En medio de esta andanada de finales de julio, uno de los monos amaestrados de Trump, el argentino Javier Milei, hizo su numerito como estrella de la convención del Partido Liberal que consolidó la candidatura de Flávio Bolsonaro, al llamar “ladrón” a Lula y “basura calva” a Alexandre de Moraes, magistrado de la Corte Suprema, por haberle impedido visitar a Bolsonaro en la cárcel. A principios de agosto volvió a llamar “ladrón” y “corrupto” a Lula, esta vez en su propio país.
Donald Trump no inventó la precise extrema derecha, ni en Brasil, ni en el resto de países de Sudamérica, ni siquiera en el resto del mundo. Son casos de uso recíproco en una estrategia world. Presentarse alegremente como el felpudo de Trump, vender sus países como una sucursal de Trumplandia para adherirse al matón con poder atómico, no tiene ningún coste ethical para los candidatos o gobernantes cuyos proyectos de poder persiguen descaradamente el beneficio private, acquainted o de un grupo reducido. A pesar de usar los símbolos nacionales, como la bandera o la camiseta de la selección brasileña de fútbol (cuyo prestigio está en caída libre tras el fiasco del Mundial), y de presentarse como “patriotas”, el nacionalismo de esta extrema derecha es un bulo.
Es en este punto donde las elecciones de octubre en Brasil pueden revelar un nuevo giro en el momento político tan explicit que vivimos. Lula, a pesar de ser un político de centro, es el mayor representante de la izquierda brasileña desde la redemocratización. Pero ante las amenazas de Trump ha apostado por el discurso de la soberanía nacional, históricamente uno de los estandartes de la derecha. Y la extrema derecha de los patriotas que venden la patria promete servilismo al matón que manda en la potencia extranjera. ¿Cómo reaccionarán los votantes no polarizados ante estas señales confusas?
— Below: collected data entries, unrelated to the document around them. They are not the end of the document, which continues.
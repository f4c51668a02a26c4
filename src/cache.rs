//! Conformed-dataset cache
//!
//! Lives on the orchestration side: the pipeline never looks at it. A
//! dataset is stored under the [`Fingerprint`] of everything that
//! determines it (raw tables, contract, configuration), so the expensive
//! run happens at most once per distinct input and the result is shared
//! read-only through an `Arc`.

use std::collections::HashMap;
use std::fmt;
use std::sync::{Arc, Mutex};

use log::debug;
use xxhash_rust::xxh64::Xxh64;

use crate::config::PipelineConfig;
use crate::contract::PlantContract;
use crate::dataset::PlantDataset;
use crate::error::{LoadError, Result};
use crate::io::{RawSources, RawTable};

const FINGERPRINT_SEED: u64 = 0x706c_616e_7464_6174;

// ASCII unit/record/group separators keep adjacent cells from running together
const UNIT_SEP: &[u8] = &[0x1f];
const RECORD_SEP: &[u8] = &[0x1e];
const GROUP_SEP: &[u8] = &[0x1d];

/// Content fingerprint of one pipeline input set.
#[derive(Debug, Clone, Copy, PartialEq, Eq, Hash)]
pub struct Fingerprint(u64);

impl Fingerprint {
    /// Hash the raw inputs together with the contract and configuration.
    pub fn of(
        raw: &RawSources,
        contract: &PlantContract,
        config: &PipelineConfig,
    ) -> std::result::Result<Self, LoadError> {
        let mut hasher = Xxh64::new(FINGERPRINT_SEED);

        hash_table(&mut hasher, "scada", &raw.scada);
        hash_table(&mut hasher, "plant", &raw.plant);
        for (product, table) in &raw.reanalysis {
            hash_table(&mut hasher, product, table);
        }
        hash_table(&mut hasher, "assets", &raw.assets);

        hasher.update(&serde_json::to_vec(contract)?);
        hasher.update(GROUP_SEP);
        hasher.update(&serde_json::to_vec(config)?);

        Ok(Self(hasher.digest()))
    }

    pub fn value(&self) -> u64 {
        self.0
    }
}

impl fmt::Display for Fingerprint {
    fn fmt(&self, f: &mut fmt::Formatter<'_>) -> fmt::Result {
        write!(f, "{:016x}", self.0)
    }
}

fn hash_table(hasher: &mut Xxh64, role: &str, table: &RawTable) {
    hasher.update(role.as_bytes());
    hasher.update(GROUP_SEP);
    for header in &table.headers {
        hasher.update(header.as_bytes());
        hasher.update(UNIT_SEP);
    }
    hasher.update(RECORD_SEP);
    for row in &table.rows {
        for cell in row {
            hasher.update(cell.as_bytes());
            hasher.update(UNIT_SEP);
        }
        hasher.update(RECORD_SEP);
    }
    hasher.update(GROUP_SEP);
}

/// Hit/miss counters.
#[derive(Debug, Clone, Copy, Default, PartialEq, Eq)]
pub struct CacheStats {
    pub hits: u64,
    pub misses: u64,
}

#[derive(Default)]
struct CacheInner {
    entries: HashMap<Fingerprint, Arc<PlantDataset>>,
    stats: CacheStats,
}

/// Process-wide store of conformed datasets, keyed by fingerprint.
#[derive(Default)]
pub struct DatasetCache {
    inner: Mutex<CacheInner>,
}

impl DatasetCache {
    pub fn new() -> Self {
        Self::default()
    }

    /// Return the dataset stored under `fingerprint`, building it first if
    /// needed. Builds are serialized, so each fingerprint is built at most
    /// once. A failed build stores nothing.
    pub fn get_or_build<F>(&self, fingerprint: Fingerprint, build: F) -> Result<Arc<PlantDataset>>
    where
        F: FnOnce() -> Result<PlantDataset>,
    {
        let mut inner = self.inner.lock().unwrap_or_else(|e| e.into_inner());
        if let Some(dataset) = inner.entries.get(&fingerprint).cloned() {
            inner.stats.hits += 1;
            debug!("cache hit for {}", fingerprint);
            return Ok(dataset);
        }

        inner.stats.misses += 1;
        debug!("cache miss for {}, building", fingerprint);
        let dataset = Arc::new(build()?);
        inner.entries.insert(fingerprint, Arc::clone(&dataset));
        Ok(dataset)
    }

    pub fn get(&self, fingerprint: Fingerprint) -> Option<Arc<PlantDataset>> {
        let inner = self.inner.lock().unwrap_or_else(|e| e.into_inner());
        inner.entries.get(&fingerprint).cloned()
    }

    pub fn len(&self) -> usize {
        self.inner.lock().unwrap_or_else(|e| e.into_inner()).entries.len()
    }

    pub fn is_empty(&self) -> bool {
        self.len() == 0
    }

    pub fn stats(&self) -> CacheStats {
        self.inner.lock().unwrap_or_else(|e| e.into_inner()).stats
    }

    /// Drop every stored dataset. Outstanding `Arc`s stay valid.
    pub fn clear(&self) {
        self.inner.lock().unwrap_or_else(|e| e.into_inner()).entries.clear();
    }
}

#[cfg(test)]
mod tests {
    use super::*;
    use crate::asset::AssetTable;
    use crate::contract::{PlantMetadata, SamplingPeriod, SourceSchema};
    use crate::error::{Error, PipelineError};
    use crate::report::QualityReport;
    use crate::stream::Stream;
    use std::collections::BTreeMap;

    fn contract() -> PlantContract {
        let ten = SamplingPeriod::ten_minutes();
        PlantContract {
            plant: PlantMetadata {
                name: String::new(),
                latitude: 0.0,
                longitude: 0.0,
                capacity: 1.0,
            },
            scada: SourceSchema::new(ten, "t").with_asset_id("id"),
            meter: SourceSchema::new(ten, "t"),
            curtail: SourceSchema::new(ten, "t"),
            reanalysis: BTreeMap::new(),
            asset: Default::default(),
            files: Default::default(),
        }
    }

    fn dataset() -> PlantDataset {
        let ten = SamplingPeriod::ten_minutes();
        PlantDataset {
            metadata: contract(),
            assets: AssetTable::default(),
            scada: Stream::new("scada", ten, true, vec![]),
            meter: Stream::new("meter", ten, false, vec![]),
            curtail: Stream::new("curtail", ten, false, vec![]),
            reanalysis: BTreeMap::new(),
            report: QualityReport::default(),
        }
    }

    fn raw(cell: &str) -> RawSources {
        RawSources {
            scada: RawTable {
                name: "scada".to_string(),
                headers: vec!["t".to_string()],
                rows: vec![vec![cell.to_string()]],
            },
            ..Default::default()
        }
    }

    #[test]
    fn test_fingerprint_tracks_content_and_config() {
        let config = PipelineConfig::default();
        let a = Fingerprint::of(&raw("x"), &contract(), &config).unwrap();
        let b = Fingerprint::of(&raw("x"), &contract(), &config).unwrap();
        let c = Fingerprint::of(&raw("y"), &contract(), &config).unwrap();
        let d = Fingerprint::of(&raw("x"), &contract(), &PipelineConfig::empty()).unwrap();

        assert_eq!(a, b);
        assert_ne!(a, c);
        assert_ne!(a, d);
        assert_eq!(a.to_string().len(), 16);
    }

    #[test]
    fn test_cell_boundaries_matter() {
        let mut left = raw("ab");
        left.scada.rows[0].push("c".to_string());
        let mut right = raw("a");
        right.scada.rows[0].push("bc".to_string());

        let config = PipelineConfig::default();
        assert_ne!(
            Fingerprint::of(&left, &contract(), &config).unwrap(),
            Fingerprint::of(&right, &contract(), &config).unwrap()
        );
    }

    #[test]
    fn test_builds_once() {
        let cache = DatasetCache::new();
        let fp = Fingerprint(42);
        let mut builds = 0;

        let first = cache
            .get_or_build(fp, || {
                builds += 1;
                Ok(dataset())
            })
            .unwrap();
        let second = cache
            .get_or_build(fp, || {
                builds += 1;
                Ok(dataset())
            })
            .unwrap();

        assert_eq!(builds, 1);
        assert!(Arc::ptr_eq(&first, &second));
        assert_eq!(cache.stats(), CacheStats { hits: 1, misses: 1 });
    }

    #[test]
    fn test_errors_not_cached() {
        let cache = DatasetCache::new();
        let fp = Fingerprint(7);

        let failed = cache.get_or_build(fp, || {
            Err(Error::Pipeline(PipelineError::EntityReconciliation {
                asset_id: "R80711".to_string(),
                source_name: "scada".to_string(),
            }))
        });
        assert!(failed.is_err());
        assert!(cache.is_empty());

        assert!(cache.get_or_build(fp, || Ok(dataset())).is_ok());
        assert_eq!(cache.len(), 1);
        cache.clear();
        assert!(cache.get(fp).is_none());
    }
}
Si Lula consigue movilizar el nacionalismo que aún respira en parte del electorado de hecho conservador, los próximos pasos de Trump, Marco Rubio y su pandilla para intervenir en las elecciones brasileñas podrían beneficiar más al precise presidente que a su vasallo Flávio Bolsonaro. En este momento de tanta incertidumbre, lo cierto es que las elecciones de Brasil son estratégicas para el futuro mucho más allá de Sudamérica. Si Brasil pasa a estar bajo la tutela de Trump a partir del año que viene, como ya ocurre con varios de sus vecinos, en un planeta donde el colapso climático se acelera, ninguna resistencia será suficiente y veremos la palabra “irreversible” radicalizarse a un nivel nunca visto.